(Collected data)
* * * * * * * * *

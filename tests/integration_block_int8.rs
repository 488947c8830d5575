/// Integration tests for Int8 column using Block insertion
mod common;

use clickhouse_client::{
    column::numeric::ColumnInt8,
    types::Type,
    Block,
};
use common::{
    cleanup_test_database,
    create_isolated_test_client,
};
use proptest::prelude::*;
use std::sync::Arc;

#[tokio::test]
#[ignore]
async fn test_int8_block_insert_basic() {
    let (mut client, db_name) =
        create_isolated_test_client("int8_block_basic")
            .await
            .expect("Failed to create test client");

    client
        .query(format!(
            "CREATE TABLE {}.test_table (value Int8) ENGINE = Memory",
            db_name
        ))
        .await
        .expect("Failed to create table");

    let mut block = Block::new();
    let mut col = ColumnInt8::with_type(Type::int8());
    col.append(42);
    col.append(-128);
    col.append(127);
    block
        .append_column("value", Arc::new(col))
        .expect("Failed to append column");

    client
        .insert(&format!("{}.test_table", db_name), block)
        .await
        .expect("Failed to insert block");

    let result = client
        .query(format!(
            "SELECT value FROM {}.test_table ORDER BY value",
            db_name
        ))
        .await
        .expect("Failed to select");

    assert_eq!(result.total_rows(), 3);
    let blocks = result.blocks();
    let col_ref = blocks[0].column(0).expect("Column not found");
    let result_col = col_ref
        .as_any()
        .downcast_ref::<ColumnInt8>()
        .expect("Invalid column type");

    let mut expected = vec![42, -128, 127];
    expected
        .sort_by(|a, b| a.partial_cmp(b).unwrap_or(std::cmp::Ordering::Equal));

    for (idx, exp) in expected.iter().enumerate() {
        assert_eq!(result_col.at(idx), *exp);
    }

    cleanup_test_database(&db_name).await;
}

#[tokio::test]
#[ignore]
async fn test_int8_block_insert_boundary() {
    let (mut client, db_name) =
        create_isolated_test_client("int8_block_boundary")
            .await
            .expect("Failed to create test client");

    client
        .query(format!(
            "CREATE TABLE {}.test_table (id UInt32, value Int8) ENGINE = Memory",
            db_name
        ))
        .await
        .expect("Failed to create table");

    let test_cases = vec![
        ("Min value", -128),
        ("Max value", 127),
        ("Mid value", 0),
        ("Test value", 42),
    ];

    let mut block = Block::new();
    let mut id_col = clickhouse_client::column::numeric::ColumnUInt32::new(
        Type::uint32(),
    );
    let mut val_col = ColumnInt8::with_type(Type::int8());

    for (idx, (_desc, value)) in test_cases.iter().enumerate() {
        id_col.append(idx as u32);
        val_col.append(*value);
    }

    block
        .append_column("id", Arc::new(id_col))
        .expect("Failed to append id column");
    block
        .append_column("value", Arc::new(val_col))
        .expect("Failed to append value column");

    client
        .insert(&format!("{}.test_table", db_name), block)
        .await
        .expect("Failed to insert block");

    let result = client
        .query(format!("SELECT value FROM {}.test_table ORDER BY id", db_name))
        .await
        .expect("Failed to select");

    assert_eq!(result.total_rows(), test_cases.len());
    let blocks = result.blocks();
    let col_ref = blocks[0].column(0).expect("Column not found");
    let result_col = col_ref
        .as_any()
        .downcast_ref::<ColumnInt8>()
        .expect("Invalid column type");

    for (idx, (_desc, expected)) in test_cases.iter().enumerate() {
        assert_eq!(result_col.at(idx), *expected);
    }

    cleanup_test_database(&db_name).await;
}

proptest! {
    #![proptest_config(ProptestConfig::with_cases(10))]

    #[test]
    #[ignore]
    fn test_int8_block_insert_random(values in prop::collection::vec(any::<i8>(), 1..100)) {
        let rt = tokio::runtime::Runtime::new().unwrap();
        rt.block_on(async {
            let (mut client, db_name) = create_isolated_test_client("int8_block_random")
                .await
                .expect("Failed to create test client");

            client
                .query(format!(
                    "CREATE TABLE {}.test_table (id UInt32, value Int8) ENGINE = Memory",
                    db_name
                ))
                .await
                .expect("Failed to create table");

            let mut block = Block::new();

            let mut id_col = clickhouse_client::column::numeric::ColumnUInt32::new(
                Type::uint32()
            );
            let mut val_col = ColumnInt8::with_type(Type::int8());

            for (idx, value) in values.iter().enumerate() {
                id_col.append(idx as u32);
                val_col.append(*value);
            }

            block
                .append_column("id", Arc::new(id_col))
                .expect("Failed to append id column");
            block
                .append_column("value", Arc::new(val_col))
                .expect("Failed to append value column");

            client
                .insert(&format!("{}.test_table", db_name), block)
                .await
                .expect("Failed to insert block");

            let result = client
                .query(format!(
                    "SELECT value FROM {}.test_table ORDER BY id",
                    db_name
                ))
                .await
                .expect("Failed to select");

            assert_eq!(result.total_rows(), values.len());
            let blocks = result.blocks();
            let col_ref = blocks[0].column(0).expect("Column not found");
            let result_col = col_ref
                .as_any()
                .downcast_ref::<ColumnInt8>()
                .expect("Invalid column type");

            for (idx, expected) in values.iter().enumerate() {
                assert_eq!(result_col.at(idx), *expected);
            }

            cleanup_test_database(&db_name).await;
        });
    }
}
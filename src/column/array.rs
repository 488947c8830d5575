//! Array column implementation
//!
//! **ClickHouse Documentation:** <https://clickhouse.com/docs/en/sql-reference/data-types/array>
//!
//! ## Overview
//!
//! Array columns store variable-length arrays of elements. All elements are
//! stored in a single nested column (flattened), with offsets tracking where
//! each array begins/ends.
//!
//! ## Important Restriction
//!
//! **Arrays cannot be wrapped in Nullable:**
//! - ❌ `Nullable(Array(String))` - Error: "Nested type Array(String) cannot
//!   be inside Nullable type" (Error code 43)
//! - ✅ `Array(Nullable(String))` - CORRECT: Each element can be NULL
//!
//! If you need to represent "no array", use an empty array `[]` instead of
//! NULL.
//!
//! See: <https://github.com/ClickHouse/ClickHouse/issues/1062>
//!
//! ## Wire Format
//!
//! ```text
//! [offsets: UInt64 * num_arrays]  // Cumulative element counts
//! [nested_column_data]             // All elements concatenated
//! ```
//!
//! Example: `[[1,2], [3], [4,5,6]]`
//! - Offsets: `[2, 3, 6]` (2 elements in first array, 3 total after second, 6
//!   total after third)
//! - Nested data: `[1, 2, 3, 4, 5, 6]`

use super::{
    Column,
    ColumnRef,
};
use crate::{
    types::Type,
    Error,
    Result,
};
use bytes::{
    Buf,
    BytesMut,
};
use std::sync::Arc;

/// Column for arrays of variable length
///
/// Stores a nested column with all array elements concatenated,
/// and an offsets array that marks where each array ends.
///
pub struct ColumnArray {
    type_: Type,
    nested: ColumnRef,
    offsets: Vec<u64>, /* Cumulative offsets: offsets[i] = total elements
                        * up to and including array i */
}

impl ColumnArray {
    /// Create a new array column from an array type
    pub fn new(type_: Type) -> Self {
        // Extract nested type and create nested column
        let nested = match &type_ {
            Type::Array { item_type } => {
                crate::io::block_stream::create_column(item_type)
                    .expect("Failed to create nested column")
            }
            _ => panic!("ColumnArray requires Array type"),
        };

        Self { type_, nested, offsets: Vec::new() }
    }

    /// Create a new array column with an existing nested column
    pub fn with_nested(nested: ColumnRef) -> Self {
        let nested_type = nested.column_type().clone();
        Self { type_: Type::array(nested_type), nested, offsets: Vec::new() }
    }

    /// Create a new array column from parts (for geo types that need custom
    /// type names)
    pub(crate) fn from_parts(type_: Type, nested: ColumnRef) -> Self {
        Self { type_, nested, offsets: Vec::new() }
    }

    /// Create with reserved capacity
    pub fn with_capacity(type_: Type, capacity: usize) -> Self {
        let nested = match &type_ {
            Type::Array { item_type } => {
                crate::io::block_stream::create_column(item_type)
                    .expect("Failed to create nested column")
            }
            _ => panic!("ColumnArray requires Array type"),
        };

        Self { type_, nested, offsets: Vec::with_capacity(capacity) }
    }

    /// Append an array (specified by the number of elements in the nested
    /// column to consume) The caller must ensure that `len` elements have
    /// been added to the nested column
    pub fn append_len(&mut self, len: u64) {
        let new_offset = if self.offsets.is_empty() {
            len
        } else {
            self.offsets.last().unwrap() + len
        };
        self.offsets.push(new_offset);
    }

    /// Get the start and end indices for the array at the given index
    pub fn get_array_range(&self, index: usize) -> Option<(usize, usize)> {
        if index >= self.offsets.len() {
            return None;
        }

        let end = self.offsets[index] as usize;
        let start =
            if index == 0 { 0 } else { self.offsets[index - 1] as usize };

        Some((start, end))
    }

    /// Get the length of the array at the given index
    pub fn get_array_len(&self, index: usize) -> Option<usize> {
        self.get_array_range(index).map(|(start, end)| end - start)
    }

    /// Get the nested column
    pub fn nested(&self) -> &ColumnRef {
        &self.nested
    }

    /// Get mutable access to the nested column
    pub fn nested_mut(&mut self) -> &mut ColumnRef {
        &mut self.nested
    }

    /// Get the offsets
    pub fn offsets(&self) -> &[u64] {
        &self.offsets
    }

    /// Append an entire array column as a single array element
    /// This takes all the data from the provided column and adds it as one
    /// array
    pub fn append_array(&mut self, array_data: ColumnRef) {
        let len = array_data.size() as u64;

        // Append the array data to nested column
        let nested_mut = Arc::get_mut(&mut self.nested)
            .expect("Cannot append to shared array column - column has multiple references");
        nested_mut
            .append_column(array_data)
            .expect("Failed to append array data to nested column");

        // Update offsets
        self.append_len(len);
    }

    /// Get the array at the given index as a sliced column
    pub fn at(&self, index: usize) -> ColumnRef {
        if let Some((start, end)) = self.get_array_range(index) {
            self.nested.slice(start, end - start).expect("Valid slice")
        } else {
            panic!("Array index out of bounds: {}", index);
        }
    }

    /// Get the number of arrays (alias for size())
    pub fn len(&self) -> usize {
        self.offsets.len()
    }

    /// Check if the array column is empty
    pub fn is_empty(&self) -> bool {
        self.offsets.is_empty()
    }
}

impl Column for ColumnArray {
    fn column_type(&self) -> &Type {
        &self.type_
    }

    fn size(&self) -> usize {
        self.offsets.len()
    }

    fn clear(&mut self) {
        self.offsets.clear();
        // CRITICAL: Must also clear nested data to maintain consistency
        // If we clear offsets but not nested data, the column is in a corrupt
        // state
        let nested_mut = Arc::get_mut(&mut self.nested)
            .expect("Cannot clear shared array column - column has multiple references");
        nested_mut.clear();
    }

    fn reserve(&mut self, new_cap: usize) {
        self.offsets.reserve(new_cap);
    }

    fn append_column(&mut self, other: ColumnRef) -> Result<()> {
        let other =
            other.as_any().downcast_ref::<ColumnArray>().ok_or_else(|| {
                Error::TypeMismatch {
                    expected: self.type_.name(),
                    actual: other.column_type().name(),
                }
            })?;

        // Check that nested types match
        if self.nested.column_type().name()
            != other.nested.column_type().name()
        {
            return Err(Error::TypeMismatch {
                expected: self.nested.column_type().name(),
                actual: other.nested.column_type().name(),
            });
        }

        // Adjust offsets from other and append
        let offset_base = self.offsets.last().copied().unwrap_or(0);
        for &offset in &other.offsets {
            self.offsets.push(offset_base + offset);
        }

        // CRITICAL: Must also append the nested data!
        // Without this, offsets point to wrong/missing data → DATA CORRUPTION
        let nested_mut = Arc::get_mut(&mut self.nested)
            .ok_or_else(|| Error::Protocol(
                "Cannot append to shared array column - column has multiple references".to_string()
            ))?;
        nested_mut.append_column(other.nested.clone())?;

        Ok(())
    }

    fn load_from_buffer(
        &mut self,
        buffer: &mut &[u8],
        rows: usize,
    ) -> Result<()> {
        self.offsets.reserve(rows);

        // Read offsets (fixed UInt64, not varint!)
        // Wire format: UInt64 values stored as 8-byte little-endian
        let bytes_needed = rows * 8;
        if buffer.len() < bytes_needed {
            return Err(Error::Protocol(format!(
                "Buffer underflow reading array offsets: need {} bytes, have {}",
                bytes_needed,
                buffer.len()
            )));
        }

        // Use bulk copy for performance
        self.offsets.reserve(rows);
        let current_len = self.offsets.len();
        unsafe {
            // Set length first to claim ownership of the memory
            self.offsets.set_len(current_len + rows);
            // Cast dest to bytes and use byte offset
            let dest_ptr =
                (self.offsets.as_mut_ptr() as *mut u8).add(current_len * 8);
            std::ptr::copy_nonoverlapping(
                buffer.as_ptr(),
                dest_ptr,
                bytes_needed,
            );
        }

        buffer.advance(bytes_needed);

        // CRITICAL: Must also load the nested column data
        // The total number of nested elements is the last offset value
        let total_nested_elements =
            self.offsets.last().copied().unwrap_or(0) as usize;
        if total_nested_elements > 0 {
            let nested_mut = Arc::get_mut(&mut self.nested)
                .ok_or_else(|| Error::Protocol(
                    "Cannot load into shared array column - column has multiple references".to_string()
                ))?;
            nested_mut.load_from_buffer(buffer, total_nested_elements)?;
        }

        Ok(())
    }

    fn load_prefix(&mut self, buffer: &mut &[u8], rows: usize) -> Result<()> {
        // Delegate to nested column's load_prefix
        // Critical for Array(LowCardinality(X)) to read LowCardinality
        // key_version before offsets
        let nested_mut = Arc::get_mut(&mut self.nested).ok_or_else(|| {
            Error::Protocol(
                "Cannot load prefix for shared array column".to_string(),
            )
        })?;
        nested_mut.load_prefix(buffer, rows)
    }

    fn save_prefix(&self, buffer: &mut BytesMut) -> Result<()> {
        // Delegate to nested column's save_prefix
        // Critical for Array(LowCardinality(X)) to write LowCardinality
        // version before offsets
        self.nested.save_prefix(buffer)
    }

    fn save_to_buffer(&self, buffer: &mut BytesMut) -> Result<()> {
        // Write offsets as fixed UInt64 (not varints!)
        // Wire format: UInt64 values stored as 8-byte little-endian
        // This matches load_from_buffer which reads fixed UInt64
        if !self.offsets.is_empty() {
            let byte_slice = unsafe {
                std::slice::from_raw_parts(
                    self.offsets.as_ptr() as *const u8,
                    self.offsets.len() * 8,
                )
            };
            buffer.extend_from_slice(byte_slice);
        }

        // Write nested column data
        self.nested.save_to_buffer(buffer)?;

        Ok(())
    }

    fn clone_empty(&self) -> ColumnRef {
        Arc::new(ColumnArray::with_nested(self.nested.clone_empty()))
    }

    fn slice(&self, begin: usize, len: usize) -> Result<ColumnRef> {
        if begin + len > self.offsets.len() {
            return Err(Error::InvalidArgument(format!(
                "Slice out of bounds: begin={}, len={}, size={}",
                begin,
                len,
                self.offsets.len()
            )));
        }

        // Calculate the range of nested elements we need
        let nested_start =
            if begin == 0 { 0 } else { self.offsets[begin - 1] as usize };
        let nested_end = self.offsets[begin + len - 1] as usize;
        let nested_len = nested_end - nested_start;

        // Slice the nested column
        let sliced_nested = self.nested.slice(nested_start, nested_len)?;

        // Adjust offsets for the slice
        let mut sliced_offsets = Vec::with_capacity(len);
        let offset_base = if begin == 0 { 0 } else { self.offsets[begin - 1] };

        for i in begin..begin + len {
            sliced_offsets.push(self.offsets[i] - offset_base);
        }

        let mut result = ColumnArray::with_nested(sliced_nested);
        result.offsets = sliced_offsets;

        Ok(Arc::new(result))
    }

    fn as_any(&self) -> &dyn std::any::Any {
        self
    }

    fn as_any_mut(&mut self) -> &mut dyn std::any::Any {
        self
    }
}

// Helper functions removed - using buffer_utils module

* * * * * * * * *

GOAL OF THE EXERCISE: Only the lines above starting at the one containing "fn save_prefix(&self, buffer: &mut" and ending at the one containing "if begin + len", both included, are to be returned, exactly as they read.

ANSWER SECTION:
    fn save_prefix(&self, buffer: &mut BytesMut) -> Result<()> {
        // Delegate to nested column's save_prefix
        // Critical for Array(LowCardinality(X)) to write LowCardinality
        // version before offsets
        self.nested.save_prefix(buffer)
    }

    fn save_to_buffer(&self, buffer: &mut BytesMut) -> Result<()> {
        // Write offsets as fixed UInt64 (not varints!)
        // Wire format: UInt64 values stored as 8-byte little-endian
        // This matches load_from_buffer which reads fixed UInt64
        if !self.offsets.is_empty() {
            let byte_slice = unsafe {
                std::slice::from_raw_parts(
                    self.offsets.as_ptr() as *const u8,
                    self.offsets.len() * 8,
                )
            };
            buffer.extend_from_slice(byte_slice);
        }

        // Write nested column data
        self.nested.save_to_buffer(buffer)?;

        Ok(())
    }

    fn clone_empty(&self) -> ColumnRef {
        Arc::new(ColumnArray::with_nested(self.nested.clone_empty()))
    }

    fn slice(&self, begin: usize, len: usize) -> Result<ColumnRef> {
        if begin + len > self.offsets.len() {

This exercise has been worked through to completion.